Matthew J. Kraeutler
Department of Orthopaedics, Seton Hall-Hackensack Meridian School of Medicine, South Orange, New Jersey
,
Kushal V. Patel
Baylor Scott and White Orthopaedics at Garland, Garland, Texas
,
Ali Hosseini
Bioengineering Laboratory, Department of Orthopaedic Surgery, Massachusetts General Hospital and Harvard Medical School, Boston, Massachusetts
,
Guoan Li
Bioengineering Laboratory, Department of Orthopaedic Surgery, Massachusetts General Hospital and Harvard Medical School, Boston, Massachusetts
,
Thomas J. Gill
Boston Sports Medicine and Research Institute, Dedham, Massachusetts
,
Jonathan T. Bravman
Department of Orthopedics, University of Colorado School of Medicine, Aurora, Colorado
› Author Affiliations
Further Information

Publication History

25 May 2017

23 December 2017

Publication Date:
08 February 2018 (eFirst)

Abstract

Though controversial, the “clock face view” of the intercondylar notch remains a way some surgeons communicate regarding placement of the femoral tunnel in anterior cruciate ligament reconstruction. The purpose of this study was to quantify the differences in angle measurement between several previous descriptions of the clock face view by using a new reference standard. Three-Tesla magnetic resonance imaging (MRI) was used to scan 10 human knees to create three-dimensional MRI-based bony models which were used for measurements. A standardized clock face view was developed with the knee flexed to 90° using the junction of the cartilage and cortex of the medial and lateral surfaces of medial and lateral femoral condyles as the 3 o'clock and 9 o'clock, respectively, with the 12 o'clock established as the midpoint of the roof of the intercondylar notch.
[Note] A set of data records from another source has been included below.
//! Validation Service - validate subjects against registered rules.
//!
//! Looks up the rules of the subject's class through a [`MetaSource`] and
//! runs the domain [`Validator`] over it.

use tracing::{debug, info, instrument};

use crate::{
    application::ports::MetaSource,
    domain::{ClassRules, Subject, ValidationOutcome, Validator},
    error::CoreResult,
};

/// Information about a registered class for display purposes.
#[derive(Debug, Clone, PartialEq, Eq, serde::Serialize)]
pub struct ClassSummary {
    pub name: String,
    pub properties: Vec<String>,
}

/// Service for validation use cases.
pub struct ValidationService {
    source: Box<dyn MetaSource>,
}

impl ValidationService {
    /// Create a new validation service over a metadata source.
    pub fn new(source: Box<dyn MetaSource>) -> Self {
        Self { source }
    }

    /// Build a validator for one class.
    pub fn validator_for(&self, class: &str) -> CoreResult<Validator> {
        Ok(Validator::new(self.source.get(class)?))
    }

    /// Validate a subject against the rules of its own class.
    ///
    /// Failing rules end up in the returned outcome. `Err` means the rules
    /// could not be found or a subject capability failed.
    #[instrument(skip_all, fields(class = %subject.class_name()))]
    pub fn validate(&self, subject: &dyn Subject) -> CoreResult<ValidationOutcome> {
        let validator = self.validator_for(subject.class_name())?;
        let outcome = validator.validate(subject)?;

        if outcome.is_valid() {
            debug!("subject is valid");
        } else {
            info!(violations = outcome.len(), "subject failed validation");
        }
        Ok(outcome)
    }

    /// Register rules after checking their shape.
    pub fn register(&self, rules: ClassRules) -> CoreResult<()> {
        rules.check()?;
        self.source.insert(rules)
    }

    /// List all registered classes with their declared properties.
    pub fn classes(&self) -> CoreResult<Vec<ClassSummary>> {
        self.source
            .list()?
            .into_iter()
            .map(|name| {
                let rules = self.source.get(&name)?;
                Ok(ClassSummary {
                    name,
                    properties: rules.properties().map(|(p, _)| p.to_owned()).collect(),
                })
            })
            .collect()
    }
}

#[cfg(test)]
mod tests {
    use super::*;
    use crate::application::ports::MockMetaSource;
    use crate::domain::{CapabilityError, DomainError, PropertyRules, Record, UniqueCheck, keys};
    use crate::error::CoreError;

    fn user_rules() -> ClassRules {
        ClassRules::new("User")
            .with_property("name", PropertyRules::new().with(keys::REQUIRED, true))
            .with_property("email", PropertyRules::new().with(keys::UNIQUE, true))
    }

    #[test]
    fn validate_looks_up_subject_class() {
        let mut source = MockMetaSource::new();
        source
            .expect_get()
            .withf(|class: &str| class == "User")
            .times(1)
            .returning(|_| Ok(user_rules()));

        let service = ValidationService::new(Box::new(source));
        let outcome = service.validate(&Record::new("User")).unwrap();

        assert_eq!(outcome.messages(), vec!["name is required"]);
    }

    #[test]
    fn validate_unknown_class_is_an_error() {
        let mut source = MockMetaSource::new();
        source
            .expect_get()
            .returning(|class| Err(DomainError::UnknownClass(class.to_owned()).into()));

        let service = ValidationService::new(Box::new(source));
        let err = service.validate(&Record::new("Ghost")).unwrap_err();

        assert!(matches!(
            err,
            CoreError::Domain(DomainError::UnknownClass(ref c)) if c == "Ghost"
        ));
    }

    struct Offline(Record);

    impl Subject for Offline {
        fn class_name(&self) -> &str {
            self.0.class_name()
        }

        fn get(&self, property: &str) -> Option<std::borrow::Cow<'_, crate::domain::Value>> {
            self.0.get(property)
        }

        fn as_unique_check(&self) -> Option<&dyn UniqueCheck> {
            Some(self)
        }
    }

    impl UniqueCheck for Offline {
        fn has_unique(&self, _: &str, _: Option<&str>) -> Result<bool, CapabilityError> {
            Err(CapabilityError::new("unique", "index offline"))
        }
    }

    #[test]
    fn validate_lifts_capability_failures() {
        let mut source = MockMetaSource::new();
        source.expect_get().returning(|_| Ok(user_rules()));

        let service = ValidationService::new(Box::new(source));
        let subject = Offline(Record::new("User").set("name", "Ann").set("email", "a@b.c"));

        let err = service.validate(&subject).unwrap_err();
        assert!(matches!(err, CoreError::Capability(_)));
    }

    #[test]
    fn register_rejects_malformed_rules_before_inserting() {
        let mut source = MockMetaSource::new();
        source.expect_insert().never();

        let service = ValidationService::new(Box::new(source));
        let bad = ClassRules::new("User")
            .with_property("age", PropertyRules::new().with(keys::MIN, "old"));

        let err = service.register(bad).unwrap_err();
        assert!(matches!(err, CoreError::Domain(DomainError::InvalidRule { .. })));
    }

    #[test]
    fn register_inserts_checked_rules() {
        let mut source = MockMetaSource::new();
        source
            .expect_insert()
            .withf(|rules: &ClassRules| rules.class_name() == "User")
            .times(1)
            .returning(|_| Ok(()));

        let service = ValidationService::new(Box::new(source));
        service.register(user_rules()).unwrap();
    }

    #[test]
    fn classes_lists_properties_in_order() {
        let mut source = MockMetaSource::new();
        source
            .expect_list()
            .returning(|| Ok(vec!["User".to_owned()]));
        source.expect_get().returning(|_| Ok(user_rules()));

        let service = ValidationService::new(Box::new(source));
        let classes = service.classes().unwrap();

        assert_eq!(
            classes,
            vec![ClassSummary {
                name: "User".into(),
                properties: vec!["name".into(), "email".into()],
            }]
        );
    }
}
With the knee viewed at 90° of flexion, an “idealized” femoral tunnel position was plotted on the medial wall of the lateral femoral condyle at 30° (corresponding to the 10 o'clock or 2 o'clock position). The clock faces as described by Edwards et al, Heming et al, and Mochizuki et al were each then overlaid on this same model and the difference in measurement calculated. The average angles measured when the previously described clock faces were projected onto the idealized clock face view comparing a mark made at 30° were 47.7°, 7.2°, and 49.8° for the methods described by Edwards et al, Heming et al, and Mochizuki et al, respectively (all p < 0.001). Significant variation exists between angle measurements in simulated femoral tunnel placement based on the varying descriptions of the intercondylar clock face.